- **EXERCISE DESCRIPTION**:
Give the lines of the material verbatim, from the first line to the line with "pub const MATERIAL_CHAR_LIMIT: usize = 5000;", including both.

- **DATA RECORDS**:
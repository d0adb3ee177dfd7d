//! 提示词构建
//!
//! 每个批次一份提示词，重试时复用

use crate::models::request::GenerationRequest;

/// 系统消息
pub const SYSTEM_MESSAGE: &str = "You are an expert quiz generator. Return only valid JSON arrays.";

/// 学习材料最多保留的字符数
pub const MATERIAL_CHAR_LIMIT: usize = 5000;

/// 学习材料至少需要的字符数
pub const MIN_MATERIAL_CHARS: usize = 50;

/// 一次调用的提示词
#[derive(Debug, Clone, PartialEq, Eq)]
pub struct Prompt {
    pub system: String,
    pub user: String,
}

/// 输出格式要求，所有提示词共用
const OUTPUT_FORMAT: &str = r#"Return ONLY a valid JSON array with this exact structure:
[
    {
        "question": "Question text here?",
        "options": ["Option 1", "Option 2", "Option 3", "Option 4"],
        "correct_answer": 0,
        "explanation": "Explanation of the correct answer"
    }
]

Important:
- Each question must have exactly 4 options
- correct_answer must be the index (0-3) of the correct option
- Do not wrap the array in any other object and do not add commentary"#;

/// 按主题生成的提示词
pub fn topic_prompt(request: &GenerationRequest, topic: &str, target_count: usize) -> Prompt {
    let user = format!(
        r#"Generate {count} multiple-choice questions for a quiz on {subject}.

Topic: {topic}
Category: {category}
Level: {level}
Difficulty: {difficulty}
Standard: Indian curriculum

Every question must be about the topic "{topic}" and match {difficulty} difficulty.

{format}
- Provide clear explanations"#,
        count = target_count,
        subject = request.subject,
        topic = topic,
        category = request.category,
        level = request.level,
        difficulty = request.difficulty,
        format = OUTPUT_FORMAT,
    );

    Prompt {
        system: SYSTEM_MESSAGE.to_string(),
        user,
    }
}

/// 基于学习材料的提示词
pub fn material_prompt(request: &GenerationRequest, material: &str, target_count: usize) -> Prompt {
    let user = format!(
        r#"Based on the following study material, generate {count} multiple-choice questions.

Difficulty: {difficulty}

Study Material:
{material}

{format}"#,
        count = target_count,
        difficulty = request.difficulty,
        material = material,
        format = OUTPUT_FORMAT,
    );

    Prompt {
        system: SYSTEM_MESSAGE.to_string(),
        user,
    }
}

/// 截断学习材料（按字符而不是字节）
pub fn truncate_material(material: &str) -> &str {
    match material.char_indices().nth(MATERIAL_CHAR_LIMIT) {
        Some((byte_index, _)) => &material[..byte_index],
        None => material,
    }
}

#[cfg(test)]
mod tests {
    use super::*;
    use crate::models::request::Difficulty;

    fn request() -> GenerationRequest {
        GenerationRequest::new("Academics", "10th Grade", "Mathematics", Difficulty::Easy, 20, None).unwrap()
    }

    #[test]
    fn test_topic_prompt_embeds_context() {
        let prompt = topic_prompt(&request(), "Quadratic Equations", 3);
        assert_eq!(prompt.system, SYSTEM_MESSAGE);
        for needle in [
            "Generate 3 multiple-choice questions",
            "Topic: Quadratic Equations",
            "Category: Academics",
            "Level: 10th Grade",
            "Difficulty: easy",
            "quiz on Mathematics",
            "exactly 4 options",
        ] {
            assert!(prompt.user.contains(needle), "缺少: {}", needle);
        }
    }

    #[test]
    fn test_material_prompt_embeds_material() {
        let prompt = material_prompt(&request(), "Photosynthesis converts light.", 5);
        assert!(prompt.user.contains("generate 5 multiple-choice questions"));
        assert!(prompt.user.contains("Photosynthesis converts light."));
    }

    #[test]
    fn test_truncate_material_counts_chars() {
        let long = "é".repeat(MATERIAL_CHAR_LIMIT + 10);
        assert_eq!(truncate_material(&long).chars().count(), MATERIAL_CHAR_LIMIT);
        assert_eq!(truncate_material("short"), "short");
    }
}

- **YOUR RESPONSE**:
repository d0adb3ee177dfd7d
//! 提示词构建
//!
//! 每个批次一份提示词，重试时复用

use crate::models::request::GenerationRequest;

/// 系统消息
pub const SYSTEM_MESSAGE: &str = "You are an expert quiz generator. Return only valid JSON arrays.";

/// 学习材料最多保留的字符数
pub const MATERIAL_CHAR_LIMIT: usize = 5000;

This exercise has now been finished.